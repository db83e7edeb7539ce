use std::sync::Arc;

use chrono::{Duration, Utc};

use crate::domain::errors::DomainError;
use crate::domain::invoice::{
    Invoice, InvoicePatch, InvoiceView, NewInvoice, PaymentStatus, MISSING_PAYMENT_METHOD,
};
use crate::domain::pagination::{Page, PageRequest};
use crate::domain::ports::EntityStore;

use super::listing::paginate;
use super::new_id;
use super::order_view::OrderViewEngine;

pub struct InvoiceService<S: ?Sized> {
    store: Arc<S>,
}

impl<S: EntityStore + ?Sized> InvoiceService<S> {
    pub fn new(store: Arc<S>) -> Self {
        Self { store }
    }

    /// Join the invoice with its order's line view.
    ///
    /// An order without items still produces a view, with the payment due,
    /// table number and order details left empty.
    pub fn build_view(&self, invoice_id: &str) -> Result<InvoiceView, DomainError> {
        let invoice = self
            .store
            .find_invoice(invoice_id)?
            .ok_or(DomainError::NotFound("invoice"))?;

        let groups = OrderViewEngine::new(Arc::clone(&self.store)).compute(&invoice.order_id)?;
        let (payment_due, table_number, order_details) = match groups.into_iter().next() {
            Some(group) => (
                Some(group.payment_due),
                group.table_number,
                Some(group.order_items),
            ),
            None => (None, None, None),
        };

        Ok(InvoiceView {
            invoice_id: invoice.invoice_id,
            payment_method: invoice
                .payment_method
                .map(|m| m.as_str().to_string())
                .unwrap_or_else(|| MISSING_PAYMENT_METHOD.to_string()),
            order_id: invoice.order_id,
            payment_status: invoice.payment_status,
            payment_due,
            table_number,
            payment_due_date: invoice.payment_due_date,
            order_details,
        })
    }

    pub fn create_invoice(&self, input: NewInvoice) -> Result<Invoice, DomainError> {
        if self.store.find_order(&input.order_id)?.is_none() {
            return Err(DomainError::NotFound("order"));
        }

        let now = Utc::now();
        let invoice = Invoice {
            invoice_id: new_id(),
            order_id: input.order_id,
            payment_method: input.payment_method,
            payment_status: Some(input.payment_status.unwrap_or_default()),
            payment_due_date: now + Duration::days(1),
            created_at: now,
            updated_at: now,
        };
        self.store.insert_invoice(invoice.clone())?;
        log::info!(
            "created invoice {} for order {}",
            invoice.invoice_id,
            invoice.order_id
        );
        Ok(invoice)
    }

    pub fn update_invoice(&self, invoice_id: &str, patch: InvoicePatch) -> Result<Invoice, DomainError> {
        if !self.store.update_invoice(invoice_id, &patch, Utc::now())? {
            return Err(DomainError::NotFound("invoice"));
        }
        if patch.payment_status == Some(PaymentStatus::Paid) {
            log::info!("invoice {} marked as paid", invoice_id);
        }
        self.store
            .find_invoice(invoice_id)?
            .ok_or(DomainError::NotFound("invoice"))
    }

    pub fn list_invoices(&self, request: PageRequest) -> Result<Page<Invoice>, DomainError> {
        paginate(
            request,
            &(),
            |_, window| self.store.list_invoices(window),
            |_| self.store.count_invoices(),
        )
    }
}
use std::env;
use std::fmt::Display;
use std::num::{NonZeroU32, NonZeroU64};
use std::str::FromStr;
use std::time::Duration;

use thiserror::Error;

#[derive(Debug, Error)]
pub enum ConfigError {
    #[error("{0} must be set")]
    Missing(&'static str),
    #[error("Invalid {key} value '{value}': {reason}")]
    Invalid {
        key: &'static str,
        value: String,
        reason: String,
    },
}

/// Which `EntityStore` adapter the server runs on.
#[derive(Debug, Clone, Copy, PartialEq, Eq)]
pub enum StoreBackend {
    Postgres,
    Memory,
}

impl FromStr for StoreBackend {
    type Err = String;

    fn from_str(s: &str) -> Result<Self, Self::Err> {
        match s.to_ascii_lowercase().as_str() {
            "postgres" => Ok(StoreBackend::Postgres),
            "memory" => Ok(StoreBackend::Memory),
            other => Err(format!("expected 'postgres' or 'memory', got '{other}'")),
        }
    }
}

#[derive(Debug, Clone)]
pub struct Config {
    pub store: StoreBackend,
    /// Required only for the postgres backend.
    pub database_url: Option<String>,
    pub host: String,
    pub port: u16,
    pub operation_timeout: Duration,
    pub db_pool_size: u32,
}

impl Config {
    pub fn from_env() -> Result<Self, ConfigError> {
        Self::from_lookup(|key| env::var(key).ok())
    }

    pub fn from_lookup(lookup: impl Fn(&str) -> Option<String>) -> Result<Self, ConfigError> {
        let store: StoreBackend = try_load(&lookup, "STORE", "postgres")?;
        let database_url = lookup("DATABASE_URL");
        if store == StoreBackend::Postgres && database_url.is_none() {
            return Err(ConfigError::Missing("DATABASE_URL"));
        }

        Ok(Self {
            store,
            database_url,
            host: lookup("HOST").unwrap_or_else(|| "0.0.0.0".to_string()),
            port: try_load(&lookup, "PORT", "8080")?,
            // Zero would disable statement_timeout or panic in r2d2.
            operation_timeout: Duration::from_secs(
                try_load::<NonZeroU64>(&lookup, "OPERATION_TIMEOUT_SECS", "100")?.get(),
            ),
            db_pool_size: try_load::<NonZeroU32>(&lookup, "DB_POOL_SIZE", "10")?.get(),
        })
    }
}

fn try_load<T: FromStr>(
    lookup: &impl Fn(&str) -> Option<String>,
    key: &'static str,
    default: &str,
) -> Result<T, ConfigError>
where
    T::Err: Display,
{
    let value = lookup(key).unwrap_or_else(|| {
        log::debug!("{key} not set, using default: {default}");
        default.to_string()
    });
    match value.parse() {
        Ok(parsed) => Ok(parsed),
        Err(e) => Err(ConfigError::Invalid {
            key,
            reason: e.to_string(),
            value,
        }),
    }
}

## Task directions
Your task is to retype all of the lines above exactly.

## Answer box
repository db83e7edeb7539ce
use std::sync::Arc;

use chrono::{Duration, Utc};

use crate::domain::errors::DomainError;
use crate::domain::invoice::{
    Invoice, InvoicePatch, InvoiceView, NewInvoice, PaymentStatus, MISSING_PAYMENT_METHOD,
};
use crate::domain::pagination::{Page, PageRequest};
use crate::domain::ports::EntityStore;

use super::listing::paginate;
use super::new_id;
use super::order_view::OrderViewEngine;

pub struct InvoiceService<S: ?Sized> {
    store: Arc<S>,
}

impl<S: EntityStore + ?Sized> InvoiceService<S> {
    pub fn new(store: Arc<S>) -> Self {
        Self { store }
    }

    /// Join the invoice with its order's line view.
    ///
    /// An order without items still produces a view, with the payment due,
    /// table number and order details left empty.
    pub fn build_view(&self, invoice_id: &str) -> Result<InvoiceView, DomainError> {
        let invoice = self
            .store
            .find_invoice(invoice_id)?
            .ok_or(DomainError::NotFound("invoice"))?;

        let groups = OrderViewEngine::new(Arc::clone(&self.store)).compute(&invoice.order_id)?;
        let (payment_due, table_number, order_details) = match groups.into_iter().next() {
            Some(group) => (
                Some(group.payment_due),
                group.table_number,
                Some(group.order_items),
            ),
            None => (None, None, None),
        };

        Ok(InvoiceView {
            invoice_id: invoice.invoice_id,
            payment_method: invoice
                .payment_method
                .map(|m| m.as_str().to_string())
                .unwrap_or_else(|| MISSING_PAYMENT_METHOD.to_string()),
            order_id: invoice.order_id,
            payment_status: invoice.payment_status,
            payment_due,
            table_number,
            payment_due_date: invoice.payment_due_date,
            order_details,
        })
    }

    pub fn create_invoice(&self, input: NewInvoice) -> Result<Invoice, DomainError> {
        if self.store.find_order(&input.order_id)?.is_none() {
            return Err(DomainError::NotFound("order"));
        }

        let now = Utc::now();
        let invoice = Invoice {
            invoice_id: new_id(),
            order_id: input.order_id,
            payment_method: input.payment_method,
            payment_status: Some(input.payment_status.unwrap_or_default()),
            payment_due_date: now + Duration::days(1),
            created_at: now,
            updated_at: now,
        };
        self.store.insert_invoice(invoice.clone())?;
        log::info!(
            "created invoice {} for order {}",
            invoice.invoice_id,
            invoice.order_id
        );
        Ok(invoice)
    }

    pub fn update_invoice(&self, invoice_id: &str, patch: InvoicePatch) -> Result<Invoice, DomainError> {
        if !self.store.update_invoice(invoice_id, &patch, Utc::now())? {
            return Err(DomainError::NotFound("invoice"));
        }
        if patch.payment_status == Some(PaymentStatus::Paid) {
            log::info!("invoice {} marked as paid", invoice_id);
        }
        self.store
            .find_invoice(invoice_id)?
            .ok_or(DomainError::NotFound("invoice"))
    }

    pub fn list_invoices(&self, request: PageRequest) -> Result<Page<Invoice>, DomainError> {
        paginate(
            request,
            &(),
            |_, window| self.store.list_invoices(window),
            |_| self.store.count_invoices(),
        )
    }
}
use std::env;
use std::fmt::Display;
use std::num::{NonZeroU32, NonZeroU64};
use std::str::FromStr;
use std::time::Duration;

use thiserror::Error;

#[derive(Debug, Error)]
pub enum ConfigError {
    #[error("{0} must be set")]
    Missing(&'static str),
    #[error("Invalid {key} value '{value}': {reason}")]
    Invalid {
        key: &'static str,
        value: String,
        reason: String,
    },
}

/// Which `EntityStore` adapter the server runs on.
#[derive(Debug, Clone, Copy, PartialEq, Eq)]
pub enum StoreBackend {
    Postgres,
    Memory,
}

impl FromStr for StoreBackend {
    type Err = String;

    fn from_str(s: &str) -> Result<Self, Self::Err> {
        match s.to_ascii_lowercase().as_str() {
            "postgres" => Ok(StoreBackend::Postgres),
            "memory" => Ok(StoreBackend::Memory),
            other => Err(format!("expected 'postgres' or 'memory', got '{other}'")),
        }
    }
}

#[derive(Debug, Clone)]
pub struct Config {
    pub store: StoreBackend,
    /// Required only for the postgres backend.
    pub database_url: Option<String>,
    pub host: String,
    pub port: u16,
    pub operation_timeout: Duration,
    pub db_pool_size: u32,
}

impl Config {
    pub fn from_env() -> Result<Self, ConfigError> {
        Self::from_lookup(|key| env::var(key).ok())
    }

    pub fn from_lookup(lookup: impl Fn(&str) -> Option<String>) -> Result<Self, ConfigError> {
        let store: StoreBackend = try_load(&lookup, "STORE", "postgres")?;
        let database_url = lookup("DATABASE_URL");
        if store == StoreBackend::Postgres && database_url.is_none() {
            return Err(ConfigError::Missing("DATABASE_URL"));
        }

        Ok(Self {
            store,
            database_url,
            host: lookup("HOST").unwrap_or_else(|| "0.0.0.0".to_string()),
            port: try_load(&lookup, "PORT", "8080")?,
            // Zero would disable statement_timeout or panic in r2d2.
            operation_timeout: Duration::from_secs(
                try_load::<NonZeroU64>(&lookup, "OPERATION_TIMEOUT_SECS", "100")?.get(),
            ),
            db_pool_size: try_load::<NonZeroU32>(&lookup, "DB_POOL_SIZE", "10")?.get(),
        })
    }
}

fn try_load<T: FromStr>(
    lookup: &impl Fn(&str) -> Option<String>,
    key: &'static str,
    default: &str,
) -> Result<T, ConfigError>
where
    T::Err: Display,
{
    let value = lookup(key).unwrap_or_else(|| {
        log::debug!("{key} not set, using default: {default}");
        default.to_string()
    });
    match value.parse() {
        Ok(parsed) => Ok(parsed),
        Err(e) => Err(ConfigError::Invalid {
            key,
            reason: e.to_string(),
            value,
        }),
    }
}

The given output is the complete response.